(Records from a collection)
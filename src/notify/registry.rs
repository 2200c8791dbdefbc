//! # Connection Registry
//!
//! In-memory mapping of owner id to live notification connections, with a
//! hard per-owner cap, plus the bounded per-owner replay ring that backs
//! best-effort reconnect catch-up. The registry starts empty on every boot;
//! connections never survive a restart.

use chrono::{DateTime, Utc};
use dashmap::DashMap;
use std::collections::VecDeque;
use std::sync::Arc;
use thiserror::Error;
use tracing::{debug, info};
use uuid::Uuid;

use crate::config::NotifyConfig;
use crate::metrics::PipelineMetrics;
use crate::notify::connection::NotificationConnection;

/// Connection admission failures
#[derive(Error, Debug)]
pub enum RegistryError {
    #[error("owner {owner_id} already has {limit} open notification streams")]
    CapacityExceeded { owner_id: Uuid, limit: usize },
}

/// One event retained for reconnect replay
#[derive(Debug, Clone)]
pub struct ReplayEntry {
    pub event_name: &'static str,
    pub event_id: Uuid,
    pub data: serde_json::Value,
}

/// Registry of live connections and replay rings, keyed by owner
pub struct ConnectionRegistry {
    connections: DashMap<Uuid, Vec<Arc<NotificationConnection>>>,
    replay: DashMap<Uuid, VecDeque<ReplayEntry>>,
    config: NotifyConfig,
    metrics: Arc<PipelineMetrics>,
}

impl ConnectionRegistry {
    pub fn new(config: NotifyConfig, metrics: Arc<PipelineMetrics>) -> Self {
        Self {
            connections: DashMap::new(),
            replay: DashMap::new(),
            config,
            metrics,
        }
    }

    /// Admit a new connection for `owner_id`, enforcing the per-owner cap.
    pub fn register(
        &self,
        owner_id: Uuid,
        client_addr: Option<String>,
    ) -> Result<Arc<NotificationConnection>, RegistryError> {
        let mut entry = self.connections.entry(owner_id).or_default();
        if entry.len() >= self.config.max_connections_per_owner {
            self.metrics.record_connection_rejected();
            return Err(RegistryError::CapacityExceeded {
                owner_id,
                limit: self.config.max_connections_per_owner,
            });
        }
        let connection = NotificationConnection::new(owner_id, client_addr, &self.config);
        entry.push(Arc::clone(&connection));
        info!(
            owner_id = %owner_id,
            connection_id = %connection.connection_id,
            open = entry.len(),
            "notification stream registered"
        );
        Ok(connection)
    }

    /// Remove and close one connection. Idempotent.
    pub fn deregister(&self, owner_id: Uuid, connection_id: Uuid) {
        if let Some(mut entry) = self.connections.get_mut(&owner_id) {
            if let Some(position) = entry
                .iter()
                .position(|c| c.connection_id == connection_id)
            {
                let connection = entry.remove(position);
                connection.close();
                debug!(
                    owner_id = %owner_id,
                    connection_id = %connection_id,
                    "notification stream deregistered"
                );
            }
            if entry.is_empty() {
                drop(entry);
                self.connections.remove_if(&owner_id, |_, v| v.is_empty());
            }
        }
    }

    /// Live connections for one owner.
    pub fn connections_for(&self, owner_id: Uuid) -> Vec<Arc<NotificationConnection>> {
        self.connections
            .get(&owner_id)
            .map(|entry| entry.value().clone())
            .unwrap_or_default()
    }

    /// Every live connection, across owners.
    pub fn all_connections(&self) -> Vec<Arc<NotificationConnection>> {
        self.connections
            .iter()
            .flat_map(|entry| entry.value().clone())
            .collect()
    }

    pub fn connection_count(&self) -> usize {
        self.connections.iter().map(|entry| entry.value().len()).sum()
    }

    /// Close and remove connections silent past the idle timeout. Returns the
    /// number pruned.
    pub fn prune_idle(&self, now: DateTime<Utc>) -> usize {
        let mut pruned = 0;
        for mut entry in self.connections.iter_mut() {
            entry.value_mut().retain(|connection| {
                if connection.is_idle(now, self.config.idle_timeout_seconds) {
                    connection.close();
                    pruned += 1;
                    info!(
                        owner_id = %connection.owner_id,
                        connection_id = %connection.connection_id,
                        "idle notification stream closed"
                    );
                    false
                } else {
                    true
                }
            });
        }
        pruned
    }

    /// Append an event to the owner's replay ring.
    pub fn record_replay(&self, owner_id: Uuid, entry: ReplayEntry) {
        let mut ring = self.replay.entry(owner_id).or_default();
        ring.push_back(entry);
        while ring.len() > self.config.replay_ring_size {
            ring.pop_front();
        }
    }

    /// Events after `last_event_id` in the owner's ring, oldest first. An
    /// unknown id yields nothing; replay is best-effort, never guaranteed.
    pub fn replay_after(&self, owner_id: Uuid, last_event_id: Uuid) -> Vec<ReplayEntry> {
        let Some(ring) = self.replay.get(&owner_id) else {
            return Vec::new();
        };
        match ring.iter().position(|e| e.event_id == last_event_id) {
            Some(position) => ring.iter().skip(position + 1).cloned().collect(),
            None => Vec::new(),
        }
    }
}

WHAT IS NEEDED
Where in the records does the word "DateTime" appear? Copy each line that holds it.

RESULT OF THE EXERCISE
use chrono::{DateTime, Utc};
    pub fn prune_idle(&self, now: DateTime<Utc>) -> usize {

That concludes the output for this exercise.